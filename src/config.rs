//! Environment-driven configuration.
//!
//! `Config::from_env` loads `.env` (if present) and reads `SANDPANE_*`
//! variables. Every value has a default, so an empty environment is valid.

use std::net::SocketAddr;
use std::path::PathBuf;
use std::sync::Arc;
use std::time::Duration;

use crate::error::ConfigError;
use crate::exec::{CommandGateway, DEFAULT_TIMEOUT, Interpreter, ScriptRunner};
use crate::llm::gemini::{DEFAULT_MODEL, GeminiConfig, GeminiGenerator};
use crate::llm::TextGenerator;
use crate::preview::SandboxPolicy;
use crate::safety::{CommandPolicyKind, DEFAULT_ALLOWED_COMMANDS};

pub const DEFAULT_HTTP_ADDR: &str = "127.0.0.1:3030";

/// Command gateway settings.
#[derive(Debug, Clone)]
pub struct ExecConfig {
    pub policy: CommandPolicyKind,
    pub allowed_commands: Vec<String>,
    /// Appended to `allowed_commands`.
    pub additional_commands: Vec<String>,
    /// Removed from the resolved list, overriding additions.
    pub denied_commands: Vec<String>,
    pub timeout: Duration,
    pub working_dir: Option<PathBuf>,
}

/// Script runner settings.
#[derive(Debug, Clone)]
pub struct ScriptConfig {
    pub interpreter: String,
    pub file_name: String,
    pub timeout: Duration,
    pub temp_dir: Option<PathBuf>,
}

#[derive(Debug, Clone)]
pub struct Config {
    pub exec: ExecConfig,
    pub script: ScriptConfig,
    pub preview_interactive: bool,
    pub http_addr: SocketAddr,
    pub gemini: Option<GeminiConfig>,
    pub log_json: bool,
}

impl Config {
    /// Load `.env`, then read the process environment.
    pub fn from_env() -> Result<Self, ConfigError> {
        let _ = dotenvy::dotenv();
        Self::from_lookup(|key| std::env::var(key).ok())
    }

    /// Build from an arbitrary variable source.
    pub fn from_lookup<F>(lookup: F) -> Result<Self, ConfigError>
    where
        F: Fn(&str) -> Option<String>,
    {
        let get = |key: &str| lookup(key).filter(|v| !v.trim().is_empty());

        let policy = match get("SANDPANE_COMMAND_POLICY") {
            Some(v) => v.parse::<CommandPolicyKind>().map_err(|message| ConfigError::InvalidValue {
                key: "SANDPANE_COMMAND_POLICY".to_string(),
                message,
            })?,
            None => CommandPolicyKind::default(),
        };

        let allowed_commands = match get("SANDPANE_ALLOWED_COMMANDS") {
            Some(v) => parse_list(&v),
            None => DEFAULT_ALLOWED_COMMANDS
                .iter()
                .map(|s| s.to_string())
                .collect(),
        };

        let exec = ExecConfig {
            policy,
            allowed_commands,
            additional_commands: get("SANDPANE_ALLOWED_COMMANDS_ADDITIONAL")
                .map(|v| parse_list(&v))
                .unwrap_or_default(),
            denied_commands: get("SANDPANE_DENIED_COMMANDS")
                .map(|v| parse_list(&v))
                .unwrap_or_default(),
            timeout: parse_secs("SANDPANE_COMMAND_TIMEOUT_SECS", get("SANDPANE_COMMAND_TIMEOUT_SECS"))?,
            working_dir: get("SANDPANE_WORKDIR").map(PathBuf::from),
        };

        let script = ScriptConfig {
            interpreter: get("SANDPANE_SCRIPT_INTERPRETER").unwrap_or_else(|| "python3".to_string()),
            file_name: get("SANDPANE_SCRIPT_FILE").unwrap_or_else(|| "script.py".to_string()),
            timeout: parse_secs("SANDPANE_SCRIPT_TIMEOUT_SECS", get("SANDPANE_SCRIPT_TIMEOUT_SECS"))?,
            temp_dir: get("SANDPANE_TEMP_DIR").map(PathBuf::from),
        };

        let http_addr = get("SANDPANE_HTTP_ADDR")
            .unwrap_or_else(|| DEFAULT_HTTP_ADDR.to_string())
            .parse::<SocketAddr>()
            .map_err(|e| ConfigError::InvalidValue {
                key: "SANDPANE_HTTP_ADDR".to_string(),
                message: format!("{}", e),
            })?;

        let gemini = get("GEMINI_API_KEY").map(|key| {
            let model = get("GEMINI_MODEL").unwrap_or_else(|| DEFAULT_MODEL.to_string());
            GeminiConfig::new(key, model)
        });

        let log_json = get("SANDPANE_LOG_FORMAT")
            .map(|v| v.eq_ignore_ascii_case("json"))
            .unwrap_or(false);

        Ok(Self {
            exec,
            script,
            preview_interactive: parse_bool(
                "SANDPANE_PREVIEW_INTERACTIVE",
                get("SANDPANE_PREVIEW_INTERACTIVE"),
            )?,
            http_addr,
            gemini,
            log_json,
        })
    }

    pub fn command_gateway(&self) -> CommandGateway {
        let policy = self.exec.policy.build(
            &self.exec.allowed_commands,
            &self.exec.additional_commands,
            &self.exec.denied_commands,
        );
        let gateway = CommandGateway::new(policy).with_timeout(self.exec.timeout);
        match self.exec.working_dir {
            Some(ref dir) => gateway.with_working_dir(dir.clone()),
            None => gateway,
        }
    }

    pub fn script_runner(&self) -> ScriptRunner {
        let interpreter = Interpreter::new(&self.script.interpreter, &self.script.file_name);
        let runner = ScriptRunner::new(interpreter).with_timeout(self.script.timeout);
        match self.script.temp_dir {
            Some(ref dir) => runner.with_temp_root(dir.clone()),
            None => runner,
        }
    }

    pub fn sandbox_policy(&self) -> SandboxPolicy {
        if self.preview_interactive {
            SandboxPolicy::interactive()
        } else {
            SandboxPolicy::strict()
        }
    }

    /// The configured text generator, if an API key is set.
    pub fn text_generator(&self) -> Option<Arc<dyn TextGenerator>> {
        self.gemini
            .clone()
            .map(|config| Arc::new(GeminiGenerator::new(config)) as Arc<dyn TextGenerator>)
    }
}

fn parse_list(value: &str) -> Vec<String> {
    value
        .split(',')
        .map(str::trim)
        .filter(|s| !s.is_empty())
        .map(String::from)
        .collect()
}

fn parse_secs(key: &str, value: Option<String>) -> Result<Duration, ConfigError> {
    let Some(value) = value else {
        return Ok(DEFAULT_TIMEOUT);
    };
    match value.trim().parse::<u64>() {
        Ok(0) => Err(ConfigError::InvalidValue {
            key: key.to_string(),
            message: "must be greater than zero".to_string(),
        }),
        Ok(secs) => Ok(Duration::from_secs(secs)),
        Err(e) => Err(ConfigError::InvalidValue {
            key: key.to_string(),
            message: format!("expected whole seconds: {}", e),
        }),
    }
}

fn parse_bool(key: &str, value: Option<String>) -> Result<bool, ConfigError> {
    let Some(value) = value else {
        return Ok(false);
    };
    match value.trim().to_ascii_lowercase().as_str() {
        "1" | "true" | "yes" | "on" => Ok(true),
        "0" | "false" | "no" | "off" => Ok(false),
        other => Err(ConfigError::InvalidValue {
            key: key.to_string(),
            message: format!("expected a boolean, got '{}'", other),
        }),
    }
}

^^^^

§ **What is needed**:
Copy out the material in full, exactly as it reads.

§ **Answer section**:
filename src/config.rs
//! Environment-driven configuration.
//!
//! `Config::from_env` loads `.env` (if present) and reads `SANDPANE_*`
//! variables. Every value has a default, so an empty environment is valid.

use std::net::SocketAddr;
use std::path::PathBuf;
use std::sync::Arc;
use std::time::Duration;

use crate::error::ConfigError;
use crate::exec::{CommandGateway, DEFAULT_TIMEOUT, Interpreter, ScriptRunner};
use crate::llm::gemini::{DEFAULT_MODEL, GeminiConfig, GeminiGenerator};
use crate::llm::TextGenerator;
use crate::preview::SandboxPolicy;
use crate::safety::{CommandPolicyKind, DEFAULT_ALLOWED_COMMANDS};

pub const DEFAULT_HTTP_ADDR: &str = "127.0.0.1:3030";

/// Command gateway settings.
#[derive(Debug, Clone)]
pub struct ExecConfig {
    pub policy: CommandPolicyKind,
    pub allowed_commands: Vec<String>,
    /// Appended to `allowed_commands`.
    pub additional_commands: Vec<String>,
    /// Removed from the resolved list, overriding additions.
    pub denied_commands: Vec<String>,
    pub timeout: Duration,
    pub working_dir: Option<PathBuf>,
}

/// Script runner settings.
#[derive(Debug, Clone)]
pub struct ScriptConfig {
    pub interpreter: String,
    pub file_name: String,
    pub timeout: Duration,
    pub temp_dir: Option<PathBuf>,
}

#[derive(Debug, Clone)]
pub struct Config {
    pub exec: ExecConfig,
    pub script: ScriptConfig,
    pub preview_interactive: bool,
    pub http_addr: SocketAddr,
    pub gemini: Option<GeminiConfig>,
    pub log_json: bool,
}

impl Config {
    /// Load `.env`, then read the process environment.
    pub fn from_env() -> Result<Self, ConfigError> {
        let _ = dotenvy::dotenv();
        Self::from_lookup(|key| std::env::var(key).ok())
    }

    /// Build from an arbitrary variable source.
    pub fn from_lookup<F>(lookup: F) -> Result<Self, ConfigError>
    where
        F: Fn(&str) -> Option<String>,
    {
        let get = |key: &str| lookup(key).filter(|v| !v.trim().is_empty());

        let policy = match get("SANDPANE_COMMAND_POLICY") {
            Some(v) => v.parse::<CommandPolicyKind>().map_err(|message| ConfigError::InvalidValue {
                key: "SANDPANE_COMMAND_POLICY".to_string(),
                message,
            })?,
            None => CommandPolicyKind::default(),
        };

        let allowed_commands = match get("SANDPANE_ALLOWED_COMMANDS") {
            Some(v) => parse_list(&v),
            None => DEFAULT_ALLOWED_COMMANDS
                .iter()
                .map(|s| s.to_string())
                .collect(),
        };

        let exec = ExecConfig {
            policy,
            allowed_commands,
            additional_commands: get("SANDPANE_ALLOWED_COMMANDS_ADDITIONAL")
                .map(|v| parse_list(&v))
                .unwrap_or_default(),
            denied_commands: get("SANDPANE_DENIED_COMMANDS")
                .map(|v| parse_list(&v))
                .unwrap_or_default(),
            timeout: parse_secs("SANDPANE_COMMAND_TIMEOUT_SECS", get("SANDPANE_COMMAND_TIMEOUT_SECS"))?,
            working_dir: get("SANDPANE_WORKDIR").map(PathBuf::from),
        };

        let script = ScriptConfig {
            interpreter: get("SANDPANE_SCRIPT_INTERPRETER").unwrap_or_else(|| "python3".to_string()),
            file_name: get("SANDPANE_SCRIPT_FILE").unwrap_or_else(|| "script.py".to_string()),
            timeout: parse_secs("SANDPANE_SCRIPT_TIMEOUT_SECS", get("SANDPANE_SCRIPT_TIMEOUT_SECS"))?,
            temp_dir: get("SANDPANE_TEMP_DIR").map(PathBuf::from),
        };

        let http_addr = get("SANDPANE_HTTP_ADDR")
            .unwrap_or_else(|| DEFAULT_HTTP_ADDR.to_string())
            .parse::<SocketAddr>()
            .map_err(|e| ConfigError::InvalidValue {
                key: "SANDPANE_HTTP_ADDR".to_string(),
                message: format!("{}", e),
            })?;

        let gemini = get("GEMINI_API_KEY").map(|key| {
            let model = get("GEMINI_MODEL").unwrap_or_else(|| DEFAULT_MODEL.to_string());
            GeminiConfig::new(key, model)
        });

        let log_json = get("SANDPANE_LOG_FORMAT")
            .map(|v| v.eq_ignore_ascii_case("json"))
            .unwrap_or(false);

        Ok(Self {
            exec,
            script,
            preview_interactive: parse_bool(
                "SANDPANE_PREVIEW_INTERACTIVE",
                get("SANDPANE_PREVIEW_INTERACTIVE"),
            )?,
            http_addr,
            gemini,
            log_json,
        })
    }

    pub fn command_gateway(&self) -> CommandGateway {
        let policy = self.exec.policy.build(
            &self.exec.allowed_commands,
            &self.exec.additional_commands,
            &self.exec.denied_commands,
        );
        let gateway = CommandGateway::new(policy).with_timeout(self.exec.timeout);
        match self.exec.working_dir {
            Some(ref dir) => gateway.with_working_dir(dir.clone()),
            None => gateway,
        }
    }

    pub fn script_runner(&self) -> ScriptRunner {
        let interpreter = Interpreter::new(&self.script.interpreter, &self.script.file_name);
        let runner = ScriptRunner::new(interpreter).with_timeout(self.script.timeout);
        match self.script.temp_dir {
            Some(ref dir) => runner.with_temp_root(dir.clone()),
            None => runner,
        }
    }

    pub fn sandbox_policy(&self) -> SandboxPolicy {
        if self.preview_interactive {
            SandboxPolicy::interactive()
        } else {
            SandboxPolicy::strict()
        }
    }

    /// The configured text generator, if an API key is set.
    pub fn text_generator(&self) -> Option<Arc<dyn TextGenerator>> {
        self.gemini
            .clone()
            .map(|config| Arc::new(GeminiGenerator::new(config)) as Arc<dyn TextGenerator>)
    }
}

fn parse_list(value: &str) -> Vec<String> {
    value
        .split(',')
        .map(str::trim)
        .filter(|s| !s.is_empty())
        .map(String::from)
        .collect()
}

fn parse_secs(key: &str, value: Option<String>) -> Result<Duration, ConfigError> {
    let Some(value) = value else {
        return Ok(DEFAULT_TIMEOUT);
    };
    match value.trim().parse::<u64>() {
        Ok(0) => Err(ConfigError::InvalidValue {
            key: key.to_string(),
            message: "must be greater than zero".to_string(),
        }),
        Ok(secs) => Ok(Duration::from_secs(secs)),
        Err(e) => Err(ConfigError::InvalidValue {
            key: key.to_string(),
            message: format!("expected whole seconds: {}", e),
        }),
    }
}

fn parse_bool(key: &str, value: Option<String>) -> Result<bool, ConfigError> {
    let Some(value) = value else {
        return Ok(false);
    };
    match value.trim().to_ascii_lowercase().as_str() {
        "1" | "true" | "yes" | "on" => Ok(true),
        "0" | "false" | "no" | "off" => Ok(false),
        other => Err(ConfigError::InvalidValue {
            key: key.to_string(),
            message: format!("expected a boolean, got '{}'", other),
        }),
    }
}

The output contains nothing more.